Carlsbad, Calif.-based BIOS, a leader in circadian lighting solutions, has licensed the exclusive rights to violet light technology invented and developed at Cincinnati Children’s Hospital Medical Center. The technology optimizes light exposures, which can influence circadian rhythms, eye development, and metabolism.
The engineers behind BIOS know a thing or two about regulating sleep patterns. For those unfamiliar with BIOS’ origins, the company is a NASA spin-off that launched in 2014. Its roots have deep ties to the Space Life Sciences Lab (SLSL) and Kennedy Center where the team led lighting projects to grow plants in space and to help astronauts regulate sleep patterns on the International Space Station where the sun rises and sets every 90 minutes orbiting the Earth.
Violet light technology is a key component behind the full-spectrum, tunable lighting system which was installed in the neonatal intensive care unit (NICU) of the recently opened Critical Care Building (CBB) at Cincinnati Children’s.
The CCB is the first medical building to have spectral lighting, developed by Cincinnati Children’s researchers for the NICU to support a healthy sleep cycle for newborns. The CCB is the first medical building in the world to have spectral lighting, which is designed to mimic natural sunlight, which supports healthy sleep cycles and stimulates growth for newborns.
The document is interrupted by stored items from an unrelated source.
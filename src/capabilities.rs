//! Capability descriptor.
//!
//! The set of optional firmware features present in this build, computed
//! once at startup.  Both the dispatcher's route table and the snapshot
//! writer consult the same value, so every combination is testable from a
//! single binary.

use core::fmt;

/// One optional feature.  Each variant owns one bit of [`Capabilities`].
#[derive(Debug, Clone, Copy, PartialEq, Eq, Hash)]
#[repr(u16)]
pub enum Feature {
    /// Vendor `C` command family (`C10`).
    CustomCommands = 1 << 0,
    /// Runtime geometry overrides (`C100`, `C101`, `C102`).
    GeometryOverrides = 1 << 1,
    /// Configurable nozzle park point (`C125`).
    NozzlePark = 1 << 2,
    /// Laser/fan mode switching (`C3`).
    Laser = 1 << 3,
    /// `G20` inch units.
    InchMode = 1 << 4,
    /// Classic XYZ jerk limits in `M205`.
    ClassicJerk = 1 << 5,
    /// Second X endstop with trim.
    DualEndstopsX = 1 << 6,
    /// Second Y endstop with trim.
    DualEndstopsY = 1 << 7,
    /// Multiple Z endstops with trim.
    MultiEndstopsZ = 1 << 8,
    /// Smart stepper drivers with software current control.
    TrinamicConfig = 1 << 9,
}

impl Feature {
    pub const ALL: [Feature; 10] = [
        Self::CustomCommands,
        Self::GeometryOverrides,
        Self::NozzlePark,
        Self::Laser,
        Self::InchMode,
        Self::ClassicJerk,
        Self::DualEndstopsX,
        Self::DualEndstopsY,
        Self::MultiEndstopsZ,
        Self::TrinamicConfig,
    ];

    pub const fn mask(self) -> u16 {
        self as u16
    }

    /// Kebab-case tag used on the command line and in logs.
    pub const fn name(self) -> &'static str {
        match self {
            Self::CustomCommands => "custom-commands",
            Self::GeometryOverrides => "geometry-overrides",
            Self::NozzlePark => "nozzle-park",
            Self::Laser => "laser",
            Self::InchMode => "inch-mode",
            Self::ClassicJerk => "classic-jerk",
            Self::DualEndstopsX => "dual-endstops-x",
            Self::DualEndstopsY => "dual-endstops-y",
            Self::MultiEndstopsZ => "multi-endstops-z",
            Self::TrinamicConfig => "trinamic",
        }
    }

    pub fn from_name(name: &str) -> Option<Self> {
        Self::ALL.into_iter().find(|f| f.name() == name)
    }
}

impl fmt::Display for Feature {
    fn fmt(&self, f: &mut fmt::Formatter<'_>) -> fmt::Result {
        f.write_str(self.name())
    }
}

/// Bit set of enabled [`Feature`]s.
#[derive(Debug, Clone, Copy, PartialEq, Eq, Default)]
pub struct Capabilities(u16);

impl Capabilities {
    /// No optional features at all.
    pub const fn none() -> Self {
        Self(0)
    }

    /// Every feature enabled.
    pub fn all() -> Self {
        Feature::ALL.into_iter().collect()
    }

    /// Stock build: custom commands, geometry overrides, park, classic
    /// jerk and smart drivers.
    pub fn default_build() -> Self {
        [
            Feature::CustomCommands,
            Feature::GeometryOverrides,
            Feature::NozzlePark,
            Feature::ClassicJerk,
            Feature::TrinamicConfig,
        ]
        .into_iter()
        .collect()
    }

    #[must_use]
    pub const fn with(self, feature: Feature) -> Self {
        Self(self.0 | feature.mask())
    }

    #[must_use]
    pub const fn without(self, feature: Feature) -> Self {
        Self(self.0 & !feature.mask())
    }

    pub const fn has(self, feature: Feature) -> bool {
        self.0 & feature.mask() != 0
    }

    /// Whether any endstop-trim feature is present.
    pub const fn has_extra_endstops(self) -> bool {
        self.has(Feature::DualEndstopsX)
            || self.has(Feature::DualEndstopsY)
            || self.has(Feature::MultiEndstopsZ)
    }

    pub fn iter(self) -> impl Iterator<Item = Feature> {
        Feature::ALL.into_iter().filter(move |f| self.has(*f))
    }
}

impl FromIterator<Feature> for Capabilities {
    fn from_iter<I: IntoIterator<Item = Feature>>(iter: I) -> Self {
        iter.into_iter().fold(Self::none(), Self::with)
    }
}

impl fmt::Display for Capabilities {
    fn fmt(&self, f: &mut fmt::Formatter<'_>) -> fmt::Result {
        let mut first = true;
        for feature in self.iter() {
            if !first {
                f.write_str(",")?;
            }
            first = false;
            f.write_str(feature.name())?;
        }
        if first {
            f.write_str("none")?;
        }
        Ok(())
    }
}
Richard Lang, Ph.D., Director/Visual Systems Group at Cincinnati Children’s, has been working with colleagues for more than one decade to better understand the role natural sunlight plays in fetal development. Their discoveries, and the growing scientific knowledge about the importance of circadian rhythms to human health, sparked the idea to install lights in the NICU that could provide the full range of wavelengths found in natural sunlight.
Additionally, this violet technology is now available in BIOS’ flagship product, SkyView™ Wellness Table Lamp, which is available for sale to consumers through distributors.
“BIOS is committed to creating human-centric lighting designed to promote health and well-being. When the opportunity arose, we were excited to work with Cincinnati Children’s and co-develop new human-centric lighting technology. We now offer this technology in our SkyView Wellness Table Lamp,” said Robert Soler, VP/Biological Research and Technology at BIOS.
Added Dr. Lang, “Our recent discoveries showed that violet light plays a crucial role in normal human physiology. This prompted us to work with BIOS lighting to deploy a new human centric lighting technology in our neonatal intensive care unit. We believe everyone can benefit from human-centric lighting.”
The licensing agreement comes in the wake of the completion of a clinical study assembling the health effects of the SkyView Wellness Table Lamp, as well as global studies by researchers into sleep complaints and circadian disturbances observed during the COVID-19 pandemic.